Marc Chagall, "La Mariée à la Lune" (detail). For sale at the Modern Art + Design Auction.

FOR SALE AT THE Modern Art + Design AUCTION

Marc Chagall, one of the twentieth century’s most prominent artists, was born in 1887 in Vitebsk, Belarus. His passion for art drew him to Europe and he died aged 98 in 1985 in Saint-Paul-de-Vence, France. Chagall studied at art school in St Petersburg in 1907, and the following year he became a student of Leon Bakst. Having completed his studies, Chagall made his way to Paris in 1910. “Paris, without whose air, mankind would suffocate”

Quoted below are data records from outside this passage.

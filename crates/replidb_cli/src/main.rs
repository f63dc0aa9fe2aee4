//! ReplIDB CLI
//!
//! Command-line tools for working with oplog dumps.
//!
//! # Commands
//!
//! - `replay` - Replicate a dump into a fresh replica and print the result
//! - `inspect` - List the operations of a dump

mod commands;

use clap::{Parser, Subcommand};
use std::path::PathBuf;
use tracing_subscriber::EnvFilter;

/// ReplIDB command-line oplog tools.
#[derive(Parser)]
#[command(name = "replidb")]
#[command(author, version, about, long_about = None)]
struct Cli {
    /// Enable verbose output
    #[arg(global = true, short, long)]
    verbose: bool,

    #[command(subcommand)]
    command: Commands,
}

#[derive(Subcommand)]
enum Commands {
    /// Replicate a JSON-lines oplog dump into an in-memory replica
    Replay {
        /// Path to the oplog dump
        file: PathBuf,

        /// Apply updates as upserts (catch-up mode)
        #[arg(short, long)]
        upsert: bool,

        /// Operations per fetched batch
        #[arg(short, long, default_value = "100")]
        batch_size: usize,

        /// Output format (text, json)
        #[arg(short, long, default_value = "text")]
        format: String,
    },

    /// List the operations of a JSON-lines oplog dump
    Inspect {
        /// Path to the oplog dump
        file: PathBuf,

        /// Maximum number of operations to list
        #[arg(short, long)]
        limit: Option<usize>,

        /// Output format (text, json)
        #[arg(short, long, default_value = "text")]
        format: String,
    },

    /// Show version information
    Version,
}

fn main() -> Result<(), Box<dyn std::error::Error>> {
    let cli = Cli::parse();

    // Initialize logging
    let filter = if cli.verbose {
        EnvFilter::new("debug")
    } else {
        EnvFilter::new("info")
    };
    tracing_subscriber::fmt()
        .with_env_filter(filter)
        .with_writer(std::io::stderr)
        .init();

    match cli.command {
        Commands::Replay {
            file,
            upsert,
            batch_size,
            format,
        } => {
            commands::replay::run(&file, upsert, batch_size, &format)?;
        }
        Commands::Inspect {
            file,
            limit,
            format,
        } => {
            commands::inspect::run(&file, limit, &format)?;
        }
        Commands::Version => {
            println!("ReplIDB CLI v{}", env!("CARGO_PKG_VERSION"));
        }
    }

    Ok(())
}
//! Property-based test generators using proptest.
//!
//! Provides strategies for generating documents and oplog operations.
//! Generated documents always carry an `_id` where replication needs one.

use proptest::prelude::*;
use replidb_document::{Document, Value, ID_KEY};
use replidb_oplog::{OpTime, Operation};

/// Strategy for generating field names (never `_id`).
pub fn field_name_strategy() -> impl Strategy<Value = String> {
    prop::string::string_regex("[a-z][a-z0-9_]{0,7}").expect("Invalid regex")
}

/// Strategy for generating scalar values.
pub fn scalar_value_strategy() -> impl Strategy<Value = Value> {
    prop_oneof![
        Just(Value::Null),
        any::<bool>().prop_map(Value::Bool),
        any::<i64>().prop_map(Value::Integer),
        prop::string::string_regex("[a-zA-Z0-9 ]{0,16}")
            .expect("Invalid regex")
            .prop_map(Value::Text),
    ]
}

/// Strategy for generating values, nested up to a few levels.
pub fn value_strategy() -> impl Strategy<Value = Value> {
    scalar_value_strategy().prop_recursive(3, 24, 4, |inner| {
        prop_oneof![
            prop::collection::vec(inner.clone(), 0..4).prop_map(Value::Array),
            prop::collection::vec((field_name_strategy(), inner), 0..4)
                .prop_map(|fields| Value::Document(build_document(fields))),
        ]
    })
}

/// Strategy for generating documents without an `_id`.
pub fn document_strategy() -> impl Strategy<Value = Document> {
    prop::collection::vec((field_name_strategy(), value_strategy()), 0..6)
        .prop_map(build_document)
}

/// Strategy for generating `_id` values.
pub fn id_strategy() -> impl Strategy<Value = Value> {
    prop_oneof![
        any::<i64>().prop_map(Value::Integer),
        prop::string::string_regex("[a-f0-9]{8}")
            .expect("Invalid regex")
            .prop_map(Value::Text),
    ]
}

/// Strategy for generating documents with `_id` as the first field.
pub fn document_with_id_strategy() -> impl Strategy<Value = Document> {
    (id_strategy(), document_strategy()).prop_map(|(id, body)| {
        let mut doc = Document::with(ID_KEY, id);
        for (key, value) in body.iter() {
            doc.insert(key, value.clone());
        }
        doc
    })
}

/// Strategy for generating insert operations into `database.collection`.
pub fn insert_operation_strategy(
    database: &'static str,
    collection: &'static str,
) -> impl Strategy<Value = Operation> {
    (1..=u32::MAX, any::<i64>(), document_with_id_strategy()).prop_map(
        move |(inc, hash, doc)| {
            Operation::insert(OpTime::new(1, inc), database, collection, doc).with_hash(hash)
        },
    )
}

fn build_document(fields: Vec<(String, Value)>) -> Document {
    let mut doc = Document::new();
    for (key, value) in fields {
        doc.insert(key, value);
    }
    doc
}

#[cfg(test)]
mod tests {
    use super::*;

    proptest! {
        #[test]
        fn generated_documents_lead_with_id(doc in document_with_id_strategy()) {
            prop_assert_eq!(doc.first_key(), Some(ID_KEY));
        }

        #[test]
        fn generated_inserts_round_trip_entries(op in insert_operation_strategy("app", "c")) {
            prop_assert_eq!(Operation::from_entry(&op.to_entry()).unwrap(), op);
        }
    }
}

He produced his first major masterpieces there, at the age of twenty-five. Russia, Donkeys and Others; Homage to Apollinaire; I and the Village. In Paris he fell in with a group of artists and poets including Léger, Modigliani, Laurens, Brancusi, Cendrars, Apollinaire, Duchamp, Villon and many others. He travelled back to Russia in 1914 via an exhibition in Berlin, to Vitebsk, where he met Bella, the love of his life. World War I broke out and prevented him from returning to Paris. He married Bella in 1915 and the following year, their daughter Ida was born. Chagall became involved in the revolution and was later made commissar of visual arts. It wasn’t until 1922 that he and his family were able to leave the country again via Lithuania and Berlin. He returned to Paris in 1923 and was commissioned to illustrate Gogol’s Dead Souls, The Bible and La Fontaine’s Fables. Between 1924 and 1925 he produced a total of 107 engravings. He worked and travelled extensively, including to Palestine and Jerusalem. Chagall was granted French citizenship in 1937. In 1941, on the day Germany invaded Russia, he received a last-minute invitation from the Museum of Modern Art in New York, and the family boarded a boat in Lisbon, destination USA. Bella tragically died in the US in 1944 and Chagall, overwhelmed with grief, found that he was incapable of producing any work for almost an entire year. He didn’t return to France until 1948, settling in Provence. Here he made the acquaintance of Aimé Maeght, who became his publisher in France.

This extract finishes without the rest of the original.